I am currently in need of a high performance java storage mechanism.

This means:

1) I have 10,000+ objects with 1 - Many Relationship.

2) The objects are updated every 5 seconds, with the most recent updates persistent in the case of system failure.

3) The objects need to be queryable in a reasonable time (1-5 seconds). (IE: Give me all of the objects with this timestamp or give me all of the objects within these location boundaries).

4) The objects need to be available across various Glassfish installs.

Currently:

I have been using JMS to distribute the objects, Hibernate as an ORM, and HSQLDB to provide the needed recoverablity.

I am not exactly happy with the performance. Especially the JMS part of this.

After doing some Stack Overflow research, I am wondering if this would be a better solution. Keep in mind that I have no experience with what Terracotta gives me.

I would use Terracotta to distribute objects around the system, and something else need to give the ability to "query" for attributes of those objects.

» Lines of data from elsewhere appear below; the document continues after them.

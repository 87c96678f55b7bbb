//! Command-line entry point: assemble a chain from `--filter`/`--plugin`
//! flags, bind the configured transport(s), and serve connections.
//!
//! This is deliberately thin — it's the ambient CLI a chain needs to run
//! at all, not a reimplementation of any particular plugin/filter's own
//! configuration grammar. Each `--filter`/`--plugin` value is just
//! `name[:config]`, parsed by [`parse_filter`]/[`parse_plugin`] below.

use std::fs::File;
use std::io::BufReader;
use std::net::ToSocketAddrs as _;
use std::path::PathBuf;
use std::sync::Arc;
use std::time::Duration;

use clap::Parser;
use color_eyre::eyre::{bail, WrapErr};
use color_eyre::Result;
use log::info;

use nbd_chain::chain::filters::{
    IndexedDecompressFilter, ReadOnlyFilter, RemapFilter, RotationalFilter,
};
use nbd_chain::chain::filters::remap::Rule;
use nbd_chain::chain::plugin::{DevicePlugin, FilePlugin, MemoryPlugin};
use nbd_chain::chain::{ChainBuilder, Layer};
use nbd_chain::server::Server;
use nbd_chain::size;
use nbd_chain::transport::{accept_loop, Endpoint, Listener};

/// Serve an NBD export through a configurable chain of filters over a
/// plugin.
#[derive(Parser, Debug)]
#[command(author, version, about)]
struct Args {
    /// TCP host to listen on, unless --unix, --vsock or --stdin is given.
    #[arg(long, default_value = "0.0.0.0")]
    host: String,

    /// TCP port to listen on.
    #[arg(long, default_value_t = nbd_chain::proto::TCP_PORT)]
    port: u16,

    /// Listen on a Unix domain socket instead of TCP.
    #[arg(long, conflicts_with_all = ["vsock", "stdin"])]
    unix: Option<PathBuf>,

    /// Listen on a VSOCK address `cid:port` instead of TCP.
    #[arg(long, conflicts_with_all = ["unix", "stdin"])]
    vsock: Option<String>,

    /// Serve a single connection already attached to stdin/stdout.
    #[arg(long, conflicts_with_all = ["unix", "vsock"])]
    stdin: bool,

    /// A filter to push onto the chain, closest-to-client first. May be
    /// repeated; each one is `name[:config]`. Recognized names: readonly,
    /// rotational[:true|false], map:RULES (RULES is a comma-separated list
    /// of `start-end=dest`, lowest priority first), indexed_decompress[:PATH].
    #[arg(long = "filter")]
    filters: Vec<String>,

    /// The terminal plugin: memory:SIZE, file:PATH or device:PATH.
    #[arg(long, default_value = "memory:64M")]
    plugin: String,

    /// Name of the export to advertise (most clients don't care).
    #[arg(long, default_value = "")]
    export_name: String,

    /// Force every connection read-only regardless of the plugin.
    #[arg(long)]
    readonly: bool,

    /// Directory containing cert.pem/key.pem to offer STARTTLS with.
    #[arg(long)]
    tls_cert_dir: Option<PathBuf>,

    /// Idle-connection timeout (accepts the same size-suffix grammar as
    /// plugin sizes, interpreted as a whole number of seconds).
    #[arg(long)]
    timeout: Option<String>,

    /// Increase log verbosity (repeatable).
    #[arg(short = 'v', long, action = clap::ArgAction::Count)]
    verbose: u8,

    /// Decrease log verbosity.
    #[arg(short = 'q', long)]
    quiet: bool,
}

fn parse_filter(spec: &str) -> Result<Arc<dyn Layer>> {
    let (name, config) = match spec.split_once(':') {
        Some((name, config)) => (name, Some(config)),
        None => (spec, None),
    };
    let layer: Arc<dyn Layer> = match name {
        "readonly" => Arc::new(ReadOnlyFilter::new()),
        "rotational" => {
            let rotational = match config {
                Some(v) => v
                    .parse::<bool>()
                    .wrap_err_with(|| format!("invalid rotational value {v:?}"))?,
                None => true,
            };
            Arc::new(RotationalFilter::new(rotational))
        }
        "map" => {
            let config = config.ok_or_else(|| {
                color_eyre::eyre::eyre!("map filter needs a rule list, e.g. map:0-99=1000")
            })?;
            Arc::new(RemapFilter::new(&parse_map_rules(config)?))
        }
        "indexed_decompress" => {
            let filter = IndexedDecompressFilter::new(config.map(PathBuf::from));
            Arc::new(filter)
        }
        other => bail!("unknown filter {other:?}"),
    };
    Ok(layer)
}

fn parse_map_rules(config: &str) -> Result<Vec<Rule>> {
    let mut rules = Vec::new();
    for clause in config.split(',') {
        let (range, dest) = clause
            .split_once('=')
            .ok_or_else(|| color_eyre::eyre::eyre!("invalid map rule {clause:?}, want start-end=dest"))?;
        let (start, end) = range
            .split_once('-')
            .ok_or_else(|| color_eyre::eyre::eyre!("invalid map range {range:?}, want start-end"))?;
        let start: u64 = start.trim().parse().wrap_err("invalid map range start")?;
        let end: u64 = end.trim().parse().wrap_err("invalid map range end")?;
        let dest: u64 = dest.trim().parse().wrap_err("invalid map rule destination")?;
        rules.push(Rule { start, end, dest });
    }
    Ok(rules)
}

fn parse_plugin(spec: &str) -> Result<Arc<dyn Layer>> {
    let (name, config) = spec
        .split_once(':')
        .ok_or_else(|| color_eyre::eyre::eyre!("plugin needs a config, e.g. memory:64M"))?;
    let layer: Arc<dyn Layer> = match name {
        "memory" => {
            let size = size::parse(config).map_err(|e| color_eyre::eyre::eyre!("{e}"))?;
            if size < 0 {
                bail!("memory plugin size must not be negative");
            }
            Arc::new(MemoryPlugin::new(vec![0u8; size as usize], true))
        }
        "file" => Arc::new(FilePlugin::new(config, true)),
        "device" => Arc::new(DevicePlugin::new(config, true)),
        other => bail!("unknown plugin {other:?}"),
    };
    Ok(layer)
}

fn parse_vsock(spec: &str) -> Result<Endpoint> {
    let (cid, port) = spec
        .split_once(':')
        .ok_or_else(|| color_eyre::eyre::eyre!("--vsock wants cid:port"))?;
    Ok(Endpoint::Vsock {
        cid: cid.trim().parse().wrap_err("invalid vsock cid")?,
        port: port.trim().parse().wrap_err("invalid vsock port")?,
    })
}

fn load_tls(dir: &PathBuf) -> Result<Arc<rustls::ServerConfig>> {
    let cert_path = dir.join("cert.pem");
    let key_path = dir.join("key.pem");
    let certs: Vec<_> = rustls_pemfile::certs(&mut BufReader::new(
        File::open(&cert_path).wrap_err_with(|| format!("opening {}", cert_path.display()))?,
    ))
    .collect::<std::result::Result<_, _>>()
    .wrap_err_with(|| format!("parsing {}", cert_path.display()))?;
    let key = rustls_pemfile::private_key(&mut BufReader::new(
        File::open(&key_path).wrap_err_with(|| format!("opening {}", key_path.display()))?,
    ))
    .wrap_err_with(|| format!("parsing {}", key_path.display()))?
    .ok_or_else(|| color_eyre::eyre::eyre!("no private key found in {}", key_path.display()))?;
    let config = rustls::ServerConfig::builder()
        .with_no_client_auth()
        .with_single_cert(certs, key)
        .wrap_err("building TLS server config")?;
    Ok(Arc::new(config))
}

fn main() -> Result<()> {
    color_eyre::install()?;
    let args = Args::parse();

    let level = if args.quiet {
        log::LevelFilter::Warn
    } else {
        match args.verbose {
            0 => log::LevelFilter::Info,
            1 => log::LevelFilter::Debug,
            _ => log::LevelFilter::Trace,
        }
    };
    env_logger::Builder::new().filter_level(level).init();

    let mut builder = ChainBuilder::new();
    for spec in &args.filters {
        builder = builder.push(parse_filter(spec)?);
    }
    builder = builder.push(parse_plugin(&args.plugin)?);
    let chain = Arc::new(builder.build().map_err(|e| color_eyre::eyre::eyre!("{e}"))?);
    info!("chain thread model: {:?}", chain.thread_model());

    let endpoint = if args.stdin {
        Endpoint::Stdin
    } else if let Some(path) = &args.unix {
        Endpoint::Unix(path.clone())
    } else if let Some(spec) = &args.vsock {
        parse_vsock(spec)?
    } else {
        // Resolve eagerly so a bad hostname fails before we bind.
        (args.host.as_str(), args.port)
            .to_socket_addrs()
            .wrap_err("resolving --host")?;
        Endpoint::Tcp {
            host: args.host.clone(),
            port: args.port,
        }
    };

    let tls_config = args.tls_cert_dir.as_ref().map(load_tls).transpose()?;
    let timeout = args
        .timeout
        .as_deref()
        .map(size::parse)
        .transpose()
        .map_err(|e| color_eyre::eyre::eyre!("{e}"))?
        .map(|secs| Duration::from_secs(secs as u64));

    let mut server = Server::new(chain, args.export_name.clone(), args.readonly);
    if let Some(tls_config) = tls_config.clone() {
        server = server.with_tls(tls_config);
    }
    if let Some(timeout) = timeout {
        server = server.with_timeout(timeout);
    }
    let server = Arc::new(server);

    let listener = Listener::bind(&endpoint).wrap_err("binding listener")?;
    if let Some(uri) = endpoint.uri(&args.export_name, tls_config.is_some()) {
        info!("listening on {uri}");
    } else {
        info!("listening on {endpoint:?}");
    }

    accept_loop(listener, move |stream, peer| {
        server.handle_connection(stream, peer)
    });
    Ok(())
}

Does this sound reasonable? Would it meet these performance constraints? What other solutions should I consider?

+1  A: 

I am currently working on writing the client for a very (very) fast Key/Value distributed hash DB that provides set + list semantics. The DB is C99 and requires GCC and right now I'm battling with good old Java network IO to break my current 30,000 get/sets per/sec barrier. Hope to be done within the week. Drop me a line through my account and I'll get back when its show time.

any updates on this?
Grasper
Sorry, I missed this. http://github.com/alphazero/jredis/tree/master
+4  A: 

I know it's not what you asked, but, you may want to start by switching from HSQLDB to H2. H2 is a relatively new, pure Java DB. It is written by the same guy who wrote HSQLDB and he claims the performance is much better. I'm using it for some time now and I'm very happy with it. It should be a very quick transition (add a Jar, change the connection string, create the database) so it's worth a shot.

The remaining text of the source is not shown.